(Records shown):
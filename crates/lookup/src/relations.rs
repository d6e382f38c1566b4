use std::collections::HashMap;

use serde::Deserialize;

/// Decoded WordsAPI response body. `results` is absent for unknown words and
/// for error payloads.
#[derive(Debug, Clone, Default, Deserialize)]
pub struct WordRelations {
    pub word: Option<String>,
    pub results: Option<Vec<WordEntry>>,
}

#[derive(Debug, Clone, Default, Deserialize)]
#[serde(rename_all = "camelCase")]
pub struct WordEntry {
    pub part_of_speech: Option<String>,
    #[serde(default)]
    pub definition: String,
    #[serde(default)]
    pub synonyms: Vec<String>,
    #[serde(default)]
    pub type_of: Vec<String>,
    #[serde(default)]
    pub has_types: Vec<String>,
    #[serde(default)]
    pub has_instances: Vec<String>,
    #[serde(default)]
    pub antonyms: Vec<String>,
    #[serde(default)]
    pub derivation: Vec<String>,
    #[serde(default)]
    pub examples: Vec<String>,
}

impl WordEntry {
    pub fn part_of_speech(&self) -> &str {
        self.part_of_speech.as_deref().unwrap_or("unknown")
    }

    /// The relation arrays in display order, under their source payload keys.
    fn relation_groups(&self) -> [(&'static str, &[String]); 7] {
        [
            ("synonyms", &self.synonyms),
            ("typeOf", &self.type_of),
            ("hasTypes", &self.has_types),
            ("hasInstances", &self.has_instances),
            ("antonyms", &self.antonyms),
            ("derivation", &self.derivation),
            ("examples", &self.examples),
        ]
    }
}

/// Ordered association from part of speech to its entries. Keys keep
/// first-seen order and entries keep source order; the map is only a lookup
/// index into the ordered list.
#[derive(Debug, Default)]
pub struct GroupedEntries {
    groups: Vec<(String, Vec<WordEntry>)>,
    index: HashMap<String, usize>,
}

impl GroupedEntries {
    pub fn from_entries(entries: &[WordEntry]) -> Self {
        let mut grouped = Self::default();
        for entry in entries {
            grouped.push(entry.clone());
        }
        grouped
    }

    fn push(&mut self, entry: WordEntry) {
        let key = entry.part_of_speech().to_lowercase();
        match self.index.get(&key) {
            Some(&slot) => self.groups[slot].1.push(entry),
            None => {
                self.index.insert(key.clone(), self.groups.len());
                self.groups.push((key, vec![entry]));
            }
        }
    }

    pub fn iter(&self) -> impl Iterator<Item = (&str, &[WordEntry])> {
        self.groups
            .iter()
            .map(|(pos, entries)| (pos.as_str(), entries.as_slice()))
    }

    pub fn len(&self) -> usize {
        self.groups.len()
    }

    pub fn is_empty(&self) -> bool {
        self.groups.is_empty()
    }
}

/// One node of the rendered definition hierarchy. `allow_expand` is a
/// rendering hint: nodes without children must not present as expandable.
#[derive(Debug, Clone, PartialEq, Eq)]
pub struct TreeNode {
    pub label: String,
    pub children: Vec<TreeNode>,
    pub allow_expand: bool,
}

impl TreeNode {
    pub fn leaf(label: impl Into<String>) -> Self {
        Self {
            label: label.into(),
            children: Vec::new(),
            allow_expand: false,
        }
    }

    pub fn branch(label: impl Into<String>, children: Vec<TreeNode>) -> Self {
        let allow_expand = !children.is_empty();
        Self {
            label: label.into(),
            children,
            allow_expand,
        }
    }
}

/// Builds the grouped definition tree for a relations payload: one root per
/// part of speech, one child per definition labeled `n1`/`v2`/…, and one
/// sub-group per non-empty relation array.
pub fn definition_tree(relations: &WordRelations) -> Vec<TreeNode> {
    let entries = match &relations.results {
        Some(results) if !results.is_empty() => results,
        _ => return vec![TreeNode::leaf("No definitions found.")],
    };

    let grouped = GroupedEntries::from_entries(entries);
    let mut roots = Vec::with_capacity(grouped.len());
    for (pos, entries) in grouped.iter() {
        let prefix: String = pos.chars().take(1).collect();
        let children = entries
            .iter()
            .enumerate()
            .map(|(index, entry)| {
                let sections = entry
                    .relation_groups()
                    .into_iter()
                    .filter(|(_, values)| !values.is_empty())
                    .map(|(key, values)| {
                        let items = values.iter().map(|value| TreeNode::leaf(value.clone()));
                        TreeNode::branch(relation_label(key), items.collect())
                    })
                    .collect();
                TreeNode::branch(
                    format!("{prefix}{}: {}", index + 1, entry.definition),
                    sections,
                )
            })
            .collect();
        roots.push(TreeNode::branch(capitalize(pos), children));
    }
    roots
}

/// Human-readable label for a relation key.
fn relation_label(key: &str) -> String {
    match key {
        "typeOf" => "Type of".to_string(),
        "hasTypes" => "Has Types".to_string(),
        "hasInstances" => "Has Instances".to_string(),
        other => capitalize(other),
    }
}

fn capitalize(word: &str) -> String {
    let mut chars = word.chars();
    match chars.next() {
        Some(first) => first.to_uppercase().collect::<String>() + chars.as_str(),
        None => String::new(),
    }
}

#[cfg(test)]
mod tests {
    use super::*;

    fn entry(pos: Option<&str>, definition: &str) -> WordEntry {
        WordEntry {
            part_of_speech: pos.map(str::to_string),
            definition: definition.to_string(),
            ..WordEntry::default()
        }
    }

    fn relations(results: Option<Vec<WordEntry>>) -> WordRelations {
        WordRelations {
            word: Some("test".to_string()),
            results,
        }
    }

    #[test]
    fn absent_results_yield_single_leaf() {
        let tree = definition_tree(&relations(None));
        assert_eq!(tree, vec![TreeNode::leaf("No definitions found.")]);
        assert!(!tree[0].allow_expand);
    }

    #[test]
    fn empty_results_yield_single_leaf() {
        let tree = definition_tree(&relations(Some(Vec::new())));
        assert_eq!(tree, vec![TreeNode::leaf("No definitions found.")]);
    }

    #[test]
    fn groups_keep_first_seen_order() {
        let tree = definition_tree(&relations(Some(vec![
            entry(Some("noun"), "first"),
            entry(Some("verb"), "second"),
            entry(Some("noun"), "third"),
        ])));
        let labels: Vec<&str> = tree.iter().map(|node| node.label.as_str()).collect();
        assert_eq!(labels, vec!["Noun", "Verb"]);
        let noun_children: Vec<&str> = tree[0]
            .children
            .iter()
            .map(|node| node.label.as_str())
            .collect();
        assert_eq!(noun_children, vec!["n1: first", "n2: third"]);
        assert_eq!(tree[1].children[0].label, "v1: second");
    }

    #[test]
    fn missing_part_of_speech_defaults_to_unknown() {
        let tree = definition_tree(&relations(Some(vec![entry(None, "a mystery")])));
        assert_eq!(tree[0].label, "Unknown");
        assert_eq!(tree[0].children[0].label, "u1: a mystery");
    }

    #[test]
    fn relation_sections_keep_declared_order_and_skip_empty() {
        let mut first = entry(Some("noun"), "a feline");
        first.has_types = vec!["tabby".to_string(), "tomcat".to_string()];
        first.synonyms = vec!["kitty".to_string()];
        let tree = definition_tree(&relations(Some(vec![first])));

        let sections: Vec<&str> = tree[0].children[0]
            .children
            .iter()
            .map(|node| node.label.as_str())
            .collect();
        assert_eq!(sections, vec!["Synonyms", "Has Types"]);
        let values: Vec<&str> = tree[0].children[0].children[1]
            .children
            .iter()
            .map(|node| node.label.as_str())
            .collect();
        assert_eq!(values, vec!["tabby", "tomcat"]);
    }

    #[test]
    fn relation_labels_match_payload_keys() {
        assert_eq!(relation_label("typeOf"), "Type of");
        assert_eq!(relation_label("hasTypes"), "Has Types");
        assert_eq!(relation_label("hasInstances"), "Has Instances");
        assert_eq!(relation_label("synonyms"), "Synonyms");
        assert_eq!(relation_label("derivation"), "Derivation");
    }

    #[test]
    fn entries_without_relations_are_not_expandable() {
        let tree = definition_tree(&relations(Some(vec![entry(Some("noun"), "bare")])));
        let definition = &tree[0].children[0];
        assert!(definition.children.is_empty());
        assert!(!definition.allow_expand);
        assert!(tree[0].allow_expand);
    }

    #[test]
    fn tree_build_is_idempotent() {
        let payload = relations(Some(vec![
            entry(Some("noun"), "first"),
            entry(Some("verb"), "second"),
        ]));
        assert_eq!(definition_tree(&payload), definition_tree(&payload));
    }

    #[test]
    fn payload_deserializes_with_camel_case_arrays() {
        let payload: WordRelations = serde_json::from_str(
            r#"{
                "word": "cat",
                "results": [
                    {
                        "partOfSpeech": "noun",
                        "definition": "feline mammal",
                        "typeOf": ["feline"],
                        "hasTypes": ["domestic cat"]
                    }
                ]
            }"#,
        )
        .unwrap();
        let results = payload.results.as_deref().unwrap();
        assert_eq!(results[0].part_of_speech(), "noun");
        assert_eq!(results[0].type_of, vec!["feline"]);
        assert_eq!(results[0].has_types, vec!["domestic cat"]);
        assert!(results[0].synonyms.is_empty());
    }
}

(The task):
Scan the data above and copy each line containing the word "bool".

(Task result):
    pub fn is_empty(&self) -> bool {
    pub allow_expand: bool,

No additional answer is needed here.